Consultancy firm McKinsey was paid more than half a million pounds for six weeks of work to determine the “vision, purpose and narrative” of a new public health body in England, newly published contracts have revealed.
The contract shows that McKinsey was enlisted by the Department of Health and Social Care in May to prepare options for a new health authority that would run the country’s test-and-trace coronavirus system, according to Civil Service World magazine.
Dido Harding, who launched the test-and-trace programme in England, formerly worked as a consultant at McKinsey. She has been appointed to run the new National Institute for Health Protection, it emerged this week.
McKinsey, a US-based consultancy, was hired for £563,400 to submit a document outline the “mission and vision” of the proposed new organisation by the end of June. That amounts to £19,000 per day, at the peak of the pandemic.

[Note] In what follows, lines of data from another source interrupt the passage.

use thiserror::Error;

/// Failures reported by a storage collaborator.
#[derive(Debug, Error)]
pub enum StorageError {
    #[error("unknown table '{0}'")]
    UnknownTable(String),
    #[error("unknown relationship '{relation}' on table '{table}'")]
    UnknownRelationship { table: String, relation: String },
    #[error("unknown column '{column}' on table '{table}'")]
    UnknownColumn { table: String, column: String },
    #[error("row has no id under key '{0}'")]
    MissingId(String),
    #[error("duplicate id '{id}' in table '{table}'")]
    DuplicateId { table: String, id: String },
    #[error("expected a JSON object or array of objects")]
    InvalidDocument,
    #[error("scalar subquery returned {rows} rows")]
    SubqueryCardinality { rows: usize },
    #[error("statement carries no plan this store can evaluate")]
    UnsupportedStatement,
    #[error("no unit of work in progress")]
    NoUnitOfWork,
    #[error("a unit of work is already in progress")]
    UnitOfWorkInProgress,
    #[error("storage lock poisoned")]
    LockPoisoned,
    #[error("evaluation failed: {0}")]
    Evaluation(String),
    #[error(transparent)]
    Io(#[from] std::io::Error),
    #[error(transparent)]
    Json(#[from] serde_json::Error),
}
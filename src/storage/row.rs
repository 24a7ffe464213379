use indexmap::IndexMap;
use serde_json::Value;

/// One result row: output label -> value, in projection order.
#[derive(Debug, Clone, Default, PartialEq)]
pub struct Row(pub IndexMap<String, Value>);

impl Row {
    pub fn get(&self, label: &str) -> Option<&Value> { self.0.get(label) }
    pub fn insert(&mut self, label: String, value: Value) { self.0.insert(label, value); }
    pub fn iter(&self) -> impl Iterator<Item = (&String, &Value)> { self.0.iter() }
    pub fn values(&self) -> impl Iterator<Item = &Value> { self.0.values() }
    pub fn first(&self) -> Option<&Value> { self.0.values().next() }
    pub fn len(&self) -> usize { self.0.len() }
    pub fn is_empty(&self) -> bool { self.0.is_empty() }
    pub fn into_value(self) -> Value { Value::Object(self.0.into_iter().collect()) }
}

impl FromIterator<(String, Value)> for Row {
    fn from_iter<I: IntoIterator<Item = (String, Value)>>(iter: I) -> Self {
        Row(iter.into_iter().collect())
    }
}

The company corresponded with three members of the government’s coronavirus response team – including Baroness Harding. She worked at the firm for seven years, until 1995, before taking executive at companies including Thomas Cook and Tesco.
Harding, a Tory peer, was chief executive of TalkTalk between 2010 and 2017 – until she was forced to step down in the wake of public anger about a damaging cyber attack on the firm.
The National Institute for Health Protection will deal with pandemics and manage coronavirus tracing, replacing Public Health England – which will be scrapped after ministers blamed it for the UK’s disastrous handling of Covid-19.
McKinsey said: “Our UK public sector work is contracted by government officials under existing public procurement rules.”
A Department of Health and Social Care spokesman added: “All contracts have been awarded in line with procurement regulations, which allows for contracts to be awarded directly in exceptional circumstances such as a global pandemic.”
Outsource, outsource, outsource
A number of consultancies have been retained by the government for various parts of its coronavirus response, including Deloitte – which was appointed to manage PPE procurement for hospitals and testing sites.
It emerged this week that a firm run by long-term allies of Dominic Cummings and Michael Gove has been working covertly with exams agency Ofqual on its catastrophic A-level results strategy.
Public First – a small lobbying and research firm owned by James Frayne and Rachel Wolf, who both worked for Gove – has worked on the project with Ofqual since June, after being awarded a contract that was not put out to tender.
The revelation – revealed by the Guardian – comes after it emerged that Public First were also handed nearly a million pounds of taxpayers’ cash to advise on tackling the pandemic and reorganising the health service.
It was handed a £956,000 which, again, was not put out to a competitive tender, the Mirror reported.